Para você, pode muito bem diferir, pois depende da largura do índice em cluster.
Removendo TOP
e forçando a varredura de IC
SELECT *
FROM animal WITH (INDEX = 1)
WHERE colour LIKE 'black%'
AND species LIKE 'swan'
É custado 88.0586
em minha máquina para minha tabela de exemplo.
Se o SQL Server estivesse ciente de que o zoológico não tinha cisnes negros e que precisaria fazer uma verificação completa em vez de apenas ler 100.000 linhas, esse plano não seria escolhido.
Eu tentei estatísticas múltiplas colunas sobre animal(species,colour)
e animal(colour,species)
e estatísticas filtrada em animal (colour) where species = 'swan'
mas nenhum destes ajudar a convencer-se que não existem cisnes negros ea TOP 10
necessidade fará a varredura de processar mais de 100.000 linhas.
Isso ocorre devido à "suposição de inclusão", na qual o SQL Server pressupõe que, se você estiver procurando por algo, ele provavelmente existe.
Em 2008+, há um sinalizador de rastreamento documentado 4138 que desativa as metas de linha. O efeito disso é que o plano é custado sem a suposição de que TOP
isso permitirá que os operadores filhos terminem mais cedo sem ler todas as linhas correspondentes. Com esse sinalizador de rastreamento, recebo naturalmente o plano de interseção do índice mais ideal.
SELECT TOP 10 *
FROM animal
WHERE colour LIKE 'black%'
AND species LIKE 'swan'
OPTION (QUERYTRACEON 4138)
Agora, esse plano custa corretamente a leitura das 200 mil linhas completas nas duas pesquisas de índice, mas custa mais as pesquisas principais (estimadas em 2 mil x 0 reais. TOP 10
Isso o restringiria a um máximo de 10, mas o sinalizador de rastreamento impede que isso seja levado em consideração) . Ainda assim, o plano tem um custo significativamente mais barato que a varredura completa do IC, por isso é selecionado.
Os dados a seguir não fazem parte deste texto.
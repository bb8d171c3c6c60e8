use crate::error::Result;
use crate::graph::{Attributes, LinkGraph};
use serde::{Deserialize, Serialize};
use std::collections::HashSet;
use tracing::debug;

pub const DEFAULT_MAX_DEPTH: usize = 4;
pub const DEFAULT_MAX_NODES: usize = 32;

/// Admission limits, fixed for the duration of a crawl.
#[derive(Debug, Clone, Copy, PartialEq, Eq, Serialize, Deserialize)]
pub struct Limits {
    /// Deepest link distance from the seed that is still visited. The seed is depth 0.
    pub max_depth: usize,
    /// Total pages admitted into the graph.
    pub max_nodes: usize,
}

impl Default for Limits {
    fn default() -> Self {
        Self {
            max_depth: DEFAULT_MAX_DEPTH,
            max_nodes: DEFAULT_MAX_NODES,
        }
    }
}

/// Counters describing how a crawl went.
#[derive(Debug, Clone, Default, PartialEq, Eq, Serialize, Deserialize)]
pub struct CrawlStats {
    pub pages_visited: usize,
    pub soft_stops: usize,
    pub gated_by_nodes: usize,
    pub gated_by_depth: usize,
    pub already_visited: usize,
    pub skipped_links: usize,
    pub edges_added: usize,
    pub edges_dropped: usize,
}

/// Admission outcome for a candidate URL.
#[derive(Debug, Clone, Copy, PartialEq, Eq)]
pub enum Admission {
    Admitted,
    NodeLimit,
    DepthLimit,
    AlreadyVisited,
}

/// State owned by a single crawl run.
///
/// The visited set and node counter only ever grow. Nothing here outlives
/// the `crawl` call that created it, apart from the graph handed back.
pub struct CrawlSession {
    limits: Limits,
    visited: HashSet<String>,
    node_count: usize,
    graph: LinkGraph,
    stats: CrawlStats,
}

impl CrawlSession {
    pub fn new(limits: Limits) -> Self {
        Self {
            limits,
            visited: HashSet::new(),
            node_count: 0,
            graph: LinkGraph::new(),
            stats: CrawlStats::default(),
        }
    }

    pub fn limits(&self) -> Limits {
        self.limits
    }

    pub fn node_count(&self) -> usize {
        self.node_count
    }

    pub fn is_visited(&self, url: &str) -> bool {
        self.visited.contains(url)
    }

    pub fn graph(&self) -> &LinkGraph {
        &self.graph
    }

    pub fn stats(&self) -> &CrawlStats {
        &self.stats
    }

    /// Gating checks in order: node budget, depth, then dedup.
    pub fn check(&mut self, url: &str, depth: usize) -> Admission {
        let admission = if self.node_count >= self.limits.max_nodes {
            self.stats.gated_by_nodes += 1;
            Admission::NodeLimit
        } else if depth > self.limits.max_depth {
            self.stats.gated_by_depth += 1;
            Admission::DepthLimit
        } else if self.visited.contains(url) {
            self.stats.already_visited += 1;
            Admission::AlreadyVisited
        } else {
            Admission::Admitted
        };

        if admission != Admission::Admitted {
            debug!("Not visiting {} at depth {}: {:?}", url, depth, admission);
        }
        admission
    }

    /// Marks `url` visited and registers it as a node. Returns the page's
    /// ordinal (1-based).
    pub fn admit(&mut self, url: &str) -> Result<usize> {
        self.node_count += 1;
        self.visited.insert(url.to_string());
        self.graph.add_node(url, Attributes::new())?;
        self.stats.pages_visited += 1;
        Ok(self.node_count)
    }

    pub fn record_soft_stop(&mut self) {
        self.stats.soft_stops += 1;
    }

    pub fn record_skipped_link(&mut self) {
        self.stats.skipped_links += 1;
    }

    /// Adds the `from -> to` edge, keeping count of what the graph declined.
    pub fn link(&mut self, from: &str, to: &str) {
        if self.graph.add_edge(from, to) {
            self.stats.edges_added += 1;
        } else if !self.graph.has_node(from) {
            self.stats.edges_dropped += 1;
        }
    }

    pub fn finish(self) -> (LinkGraph, CrawlStats) {
        (self.graph, self.stats)
    }
}
use clap::{arg, command};

pub const CLAP_STYLING: clap::builder::styling::Styles = clap::builder::styling::Styles::styled()
    .header(clap_cargo::style::HEADER)
    .usage(clap_cargo::style::USAGE)
    .literal(clap_cargo::style::LITERAL)
    .placeholder(clap_cargo::style::PLACEHOLDER)
    .error(clap_cargo::style::ERROR)
    .valid(clap_cargo::style::VALID)
    .invalid(clap_cargo::style::INVALID);

pub fn command_argument_builder() -> clap::Command {
    command!()
        .name("linkmap")
        .bin_name("linkmap")
        .about("Crawl a website and draw the graph of links between its pages")
        .styles(CLAP_STYLING)
        .arg(arg!(-q --"quiet" "Suppress per-page output and progress").required(false))
        .arg(
            arg!(-v --"verbose" ... "Increase log verbosity (-v info, -vv debug)")
                .required(false),
        )
        .arg(
            arg!(-u --"url" <URL>)
                .required(false)
                .help("The URL to analyse")
                .default_value("https://golang.org"),
        )
        .arg(
            arg!(-d --"depth" <DEPTH>)
                .required(false)
                .help("The maximum depth to go into the tree")
                .value_parser(clap::value_parser!(usize))
                .default_value("4"),
        )
        .arg(
            arg!(-n --"nodes" <NODES>)
                .required(false)
                .help("The maximum amount of nodes to generate")
                .value_parser(clap::value_parser!(usize))
                .default_value("32"),
        )
        .arg(
            arg!(-t --"timeout" <MILLIS>)
                .required(false)
                .help("The timeout on each GET request, in milliseconds")
                .value_parser(clap::value_parser!(u64))
                .default_value("7500"),
        )
        .arg(
            arg!(-o --"output" <PATH>)
                .required(false)
                .help("Where to write the rendered graph")
                .default_value("out.svg"),
        )
        .arg(
            arg!(-f --"format" <FORMAT>)
                .required(false)
                .help("Image format (default: from the output extension, else svg)")
                .value_parser(["svg", "png", "pdf", "dot"]),
        )
        .arg(
            arg!(--"renderer" <PROGRAM>)
                .required(false)
                .help("Graphviz-compatible program used to draw the graph")
                .default_value("dot"),
        )
        .arg(
            arg!(--"skip-invalid-links")
                .required(false)
                .help("Warn about and skip links that cannot be resolved instead of failing")
                .action(clap::ArgAction::SetTrue),
        )
        .arg(
            arg!(-r --"report" <PATH>)
                .required(false)
                .help("Also save a crawl report to this file")
                .value_parser(clap::value_parser!(std::path::PathBuf)),
        )
        .arg(
            arg!(--"report-format" <FORMAT>)
                .required(false)
                .help("Report format: text, json, markdown")
                .value_parser(["text", "json", "markdown"])
                .default_value("text"),
        )
}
É claro que este plano pode não ser o ideal para combinações que são comum. Como cisnes brancos.
Um índice composto animal (colour, species)
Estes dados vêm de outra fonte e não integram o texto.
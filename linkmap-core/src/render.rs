// Image generation through an external Graphviz process

use std::fmt;
use std::io;
use std::path::{Path, PathBuf};
use std::process::{ExitStatus, Stdio};
use thiserror::Error;
use tokio::io::AsyncWriteExt;
use tokio::process::Command;
use tracing::{debug, info};

pub const DEFAULT_RENDERER: &str = "dot";
pub const DEFAULT_OUTPUT: &str = "out.svg";

#[derive(Debug, Clone, Copy, PartialEq, Eq)]
pub enum OutputFormat {
    Svg,
    Png,
    Pdf,
    /// The DOT text itself, written without running the renderer.
    Dot,
}

impl OutputFormat {
    pub fn from_str(s: &str) -> Option<Self> {
        match s.to_lowercase().as_str() {
            "svg" => Some(OutputFormat::Svg),
            "png" => Some(OutputFormat::Png),
            "pdf" => Some(OutputFormat::Pdf),
            "dot" | "gv" => Some(OutputFormat::Dot),
            _ => None,
        }
    }

    /// Guess from a file extension, e.g. `map.png`.
    pub fn from_path(path: &Path) -> Option<Self> {
        path.extension()
            .and_then(|ext| ext.to_str())
            .and_then(Self::from_str)
    }

    pub fn as_str(&self) -> &'static str {
        match self {
            OutputFormat::Svg => "svg",
            OutputFormat::Png => "png",
            OutputFormat::Pdf => "pdf",
            OutputFormat::Dot => "dot",
        }
    }
}

impl fmt::Display for OutputFormat {
    fn fmt(&self, f: &mut fmt::Formatter<'_>) -> fmt::Result {
        f.write_str(self.as_str())
    }
}

#[derive(Error, Debug)]
pub enum RenderError {
    #[error("failed to start renderer '{program}': {source}")]
    Spawn {
        program: String,
        #[source]
        source: io::Error,
    },

    #[error("renderer '{program}' exited with {status}: {stderr}")]
    Failed {
        program: String,
        status: ExitStatus,
        stderr: String,
    },

    #[error("IO error: {0}")]
    Io(#[from] io::Error),
}

/// What a successful render produced.
#[derive(Debug, Clone, PartialEq, Eq)]
pub struct RenderOutcome {
    pub output: PathBuf,
    pub format: OutputFormat,
    /// Anything the renderer printed; empty for DOT output.
    pub stdout: String,
}

/// Hands serialized graphs to Graphviz (or anything with the same CLI).
#[derive(Debug, Clone)]
pub struct Renderer {
    program: String,
    format: OutputFormat,
    output: PathBuf,
}

impl Renderer {
    pub fn new(output: impl Into<PathBuf>, format: OutputFormat) -> Self {
        Self {
            program: DEFAULT_RENDERER.to_string(),
            format,
            output: output.into(),
        }
    }

    pub fn with_program(mut self, program: &str) -> Self {
        self.program = program.to_string();
        self
    }

    pub fn output(&self) -> &Path {
        &self.output
    }

    pub fn format(&self) -> OutputFormat {
        self.format
    }

    /// Arguments passed to the renderer, `-T<format> -o<path>`.
    pub fn args(&self) -> Vec<String> {
        vec![
            format!("-T{}", self.format),
            format!("-o{}", self.output.display()),
        ]
    }

    /// Writes `graph` (DOT text) to the output path, through the renderer
    /// unless the format is DOT.
    pub async fn render(&self, graph: &[u8]) -> Result<RenderOutcome, RenderError> {
        if self.format == OutputFormat::Dot {
            tokio::fs::write(&self.output, graph).await?;
            info!("Wrote graph description to {}", self.output.display());
            return Ok(self.outcome(String::new()));
        }

        debug!("Running {} {:?}", self.program, self.args());

        let mut child = Command::new(&self.program)
            .args(self.args())
            .stdin(Stdio::piped())
            .stdout(Stdio::piped())
            .stderr(Stdio::piped())
            .kill_on_drop(true)
            .spawn()
            .map_err(|e| RenderError::Spawn {
                program: self.program.clone(),
                source: e,
            })?;

        if let Some(mut stdin) = child.stdin.take() {
            // A renderer that exits early closes the pipe; its exit status says why
            match stdin.write_all(graph).await {
                Err(e) if e.kind() != io::ErrorKind::BrokenPipe => return Err(e.into()),
                _ => {}
            }
        }

        let output = child.wait_with_output().await?;
        if !output.status.success() {
            return Err(RenderError::Failed {
                program: self.program.clone(),
                status: output.status,
                stderr: String::from_utf8_lossy(&output.stderr).trim().to_string(),
            });
        }

        info!("Rendered {} to {}", self.format, self.output.display());
        Ok(self.outcome(String::from_utf8_lossy(&output.stdout).into_owned()))
    }

    fn outcome(&self, stdout: String) -> RenderOutcome {
        RenderOutcome {
            output: self.output.clone(),
            format: self.format,
            stdout,
        }
    }
}

impl Default for Renderer {
    fn default() -> Self {
        Self::new(DEFAULT_OUTPUT, OutputFormat::Svg)
    }
}
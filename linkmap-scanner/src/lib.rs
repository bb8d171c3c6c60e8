pub mod crawler;
pub mod error;
pub mod extract;
pub mod fetch;
pub mod graph;
pub mod session;

pub use crawler::{Crawler, HrefPolicy, ProgressCallback};
pub use error::{FetchError, GraphError, ScanError};
pub use fetch::{Fetcher, HttpFetcher};
pub use graph::LinkGraph;
pub use session::{CrawlStats, Limits};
ou idealmente animal (species, colour)
permitiria que a consulta fosse muito mais eficiente para os dois cenários.
Para fazer o uso mais eficiente do índice composto LIKE 'swan'
, também seria necessário mudar para = 'swan'
.
A tabela abaixo mostra os predicados de busca e predicados residuais mostrados nos planos de execução para todas as quatro permutações.
+----------------------------------------------+-------------------+----------------------------------------------------------------+----------------------------------------------+
| WHERE clause | Index | Seek Predicate | Residual Predicate |
+----------------------------------------------+-------------------+----------------------------------------------------------------+----------------------------------------------+
| colour LIKE 'black%' AND species LIKE 'swan' | ix_colour_species | colour >= 'black' AND colour < 'blacL' | colour like 'black%' AND species like 'swan' |
| colour LIKE 'black%' AND species LIKE 'swan' | ix_species_colour | species >= 'swan' AND species <= 'swan' | colour like 'black%' AND species like 'swan' |
| colour LIKE 'black%' AND species = 'swan' | ix_colour_species | (colour,species) >= ('black', 'swan')) AND colour < 'blacL' | colour LIKE 'black%' AND species = 'swan' |
| colour LIKE 'black%' AND species = 'swan' | ix_species_colour | species = 'swan' AND (colour >= 'black' and colour < 'blacL') | colour like 'black%' |
+----------------------------------------------+-------------------+----------------------------------------------------------------+----------------------------------------------+
TOP
valor em uma variável significa que ele assumiráTOP 100
e nãoTOP 10
. Isso pode ou não ajudar, dependendo do ponto de inflexão entre os dois planos.